Rogin, whose article you can read in full here, writes in part:
U.S officials are “frustrated with an SNC they say has failed to attract broad support, particularly from the Alawite and Kurdish minorities. The new council is an attempt to change that dynamic. Dozens of Syrian leaders will meet in the Qatari capital, Doha, on Nov. 3 and hope to announce the new council as the legitimate representative of all the major Syrian opposition factions on Nov. 7, one day after the U.S. presidential election.
“The Obama administration sees the new council as a potential interim government that could negotiate with both the international community and - down the line - perhaps also the Syrian regime. The SNC will have a minority stake in the new body, but some opposition leaders are still skeptical that the effort will succeed.
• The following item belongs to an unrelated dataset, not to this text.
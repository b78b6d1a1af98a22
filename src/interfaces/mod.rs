//! Outer surfaces: the HTTP API and the CSV run report.

pub mod csv;
pub mod http;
“The Qatar meeting will include dozens of opposition leaders from inside Syria, including from the provincial revolutionary councils, the local ‘coordination committees’ of activists, and select people from the newly established local administrative councils.
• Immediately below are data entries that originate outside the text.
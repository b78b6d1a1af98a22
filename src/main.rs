use clap::Parser;
use expense_accrual::application::orchestrator::AccrualOrchestrator;
use expense_accrual::application::scheduler::{AccrualScheduler, CronCadence};
use expense_accrual::config::{
    AccrualSettings, Anchor, DEFAULT_SCHEDULE, DEFAULT_STORE_URL, RunSettings, ScheduleSettings,
    StoreSettings,
};
use expense_accrual::domain::ports::{ExpenseStore, ExpenseStoreRef, RecordClientRef};
use expense_accrual::infrastructure::http_store::HttpExpenseStore;
use expense_accrual::infrastructure::in_memory::InMemoryExpenseStore;
use expense_accrual::interfaces::csv::report_writer::ReportWriter;
use expense_accrual::interfaces::http::{ApiState, router};
use miette::{IntoDiagnostic, Result};
use std::io;
use std::net::SocketAddr;
use std::path::PathBuf;
use std::sync::Arc;
use std::time::Duration;
use tracing::{error, info};
use tracing_subscriber::EnvFilter;

#[derive(Parser)]
#[command(author, version, about, long_about = None)]
struct Cli {
    /// Base URL of the record store. Expenses live under `<url>/expenses`.
    #[arg(long, env = "EXPENSE_STORE_URL", default_value = DEFAULT_STORE_URL)]
    store_url: String,

    /// Use an in-memory store seeded from this JSON file instead of the remote store.
    #[arg(long)]
    seed: Option<PathBuf>,

    /// Perform a single accrual run, print its report as CSV and exit.
    #[arg(long)]
    run_once: bool,

    /// Cron expression for scheduled runs (5 or 6 fields).
    #[arg(long, env = "ACCRUAL_SCHEDULE", default_value = DEFAULT_SCHEDULE)]
    schedule: String,

    /// Time zone the schedule is evaluated in.
    #[arg(long, env = "ACCRUAL_ANCHOR", value_enum, default_value_t = Anchor::Local)]
    anchor: Anchor,

    /// Address the HTTP API listens on.
    #[arg(long, env = "EXPENSE_API_ADDR", default_value = "127.0.0.1:3000")]
    listen: SocketAddr,

    /// Timeout for a single record store call, in seconds.
    #[arg(long, env = "EXPENSE_STORE_TIMEOUT_SECS", default_value_t = 10)]
    call_timeout_secs: u64,

    /// Attempts per record update, first try included.
    #[arg(long, env = "ACCRUAL_MAX_ATTEMPTS", default_value_t = 3)]
    max_attempts: u32,

    /// Backoff before the first retry, in milliseconds. Doubles per retry.
    #[arg(long, env = "ACCRUAL_RETRY_BACKOFF_MS", default_value_t = 200)]
    retry_backoff_ms: u64,

    /// Maximum record updates in flight at once.
    #[arg(long, env = "ACCRUAL_CONCURRENCY", default_value_t = 8)]
    concurrency: usize,

    /// Overall run deadline, in seconds.
    #[arg(long, env = "ACCRUAL_DEADLINE_SECS", default_value_t = 300)]
    deadline_secs: u64,
}

impl Cli {
    fn settings(&self) -> AccrualSettings {
        AccrualSettings {
            store: StoreSettings {
                base_url: self.store_url.clone(),
                call_timeout: Duration::from_secs(self.call_timeout_secs),
            },
            run: RunSettings {
                max_attempts: self.max_attempts,
                retry_backoff: Duration::from_millis(self.retry_backoff_ms),
                max_concurrent_updates: self.concurrency,
                run_deadline: Duration::from_secs(self.deadline_secs),
            },
            schedule: ScheduleSettings {
                cron: self.schedule.clone(),
                anchor: self.anchor,
            },
        }
    }
}

fn share<S: ExpenseStore + 'static>(store: S) -> (ExpenseStoreRef, RecordClientRef) {
    let store = Arc::new(store);
    let client: RecordClientRef = store.clone();
    let store: ExpenseStoreRef = store;
    (store, client)
}

async fn shutdown_signal() {
    if let Err(e) = tokio::signal::ctrl_c().await {
        error!(error = %e, "failed to listen for shutdown signal");
        std::future::pending::<()>().await;
    }
}

#[tokio::main]
async fn main() -> Result<()> {
    dotenvy::dotenv().ok();
    tracing_subscriber::fmt()
        .with_env_filter(
            EnvFilter::try_from_default_env().unwrap_or_else(|_| EnvFilter::new("info")),
        )
        .with_writer(io::stderr)
        .init();

    let cli = Cli::parse();
    let settings = cli.settings();
    settings.validate().into_diagnostic()?;

    let (store, client) = if let Some(seed) = &cli.seed {
        let bytes = std::fs::read(seed).into_diagnostic()?;
        info!(seed = %seed.display(), "using in-memory expense store");
        share(InMemoryExpenseStore::from_json(&bytes).into_diagnostic()?)
    } else {
        info!(url = %settings.store.base_url, "using remote expense store");
        share(HttpExpenseStore::new(&settings.store).into_diagnostic()?)
    };

    let orchestrator = Arc::new(AccrualOrchestrator::new(client, settings.run.clone()));

    if cli.run_once {
        let report = orchestrator.run_once().await;
        let stdout = io::stdout();
        let mut writer = ReportWriter::new(stdout.lock());
        writer.write_report(&report).into_diagnostic()?;
        return report.ensure_completed().into_diagnostic();
    }

    let cadence = CronCadence::parse(&settings.schedule).into_diagnostic()?;
    let scheduler = AccrualScheduler::new(orchestrator, cadence);
    let scheduler_task = {
        let scheduler = scheduler.clone();
        tokio::spawn(async move { scheduler.run(shutdown_signal()).await })
    };

    let listener = tokio::net::TcpListener::bind(cli.listen)
        .await
        .into_diagnostic()?;
    info!("Server running at http://{}", cli.listen);
    axum::serve(listener, router(ApiState { store, scheduler }))
        .with_graceful_shutdown(shutdown_signal())
        .await
        .into_diagnostic()?;

    scheduler_task.await.into_diagnostic()?;
    Ok(())
}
"We call it a proto-parliament. One could also think of it as a continental congress," a senior administration official told The Cable.
“U.S. officials and opposition leaders are calling the initiative the ‘Riad Seif plan,’ named after the former Syrian parliamentarian and dissident who was imprisoned after he signed the Damascus Declaration on respect for Syrians' human rights in 2005. He was released in 2011, beaten up by a Shabiha gang in October 2011, and finally allowed to leave Syria in June 2012.
“Seif is central to the formation of the new council and is seen as a figure with broad credibility with both the internal and external Syrian opposition.
“‘We have to get [the internal opposition] to bless the new political leadership structure they're setting up and not only do we have to get them to bless the structure, but they have to get the names on it," the official said, noting that the exact structure of the council will be determined in Qatar, not before.
“‘We need to be clear: This is what the Americans support, and if you want to work with us you are going to work with this plan and you're going to do this now,’ the official said. ‘We aren't going to waste time anymore. The situation is worsening. We need to do this now.’
“…The U.S. government will be represented at the Nov. 7 Qatar meeting by Ambassador to Syria Robert Ford, who has been dealing with various opposition groups and weighing in on the composition of the new council, a senior administration official said…”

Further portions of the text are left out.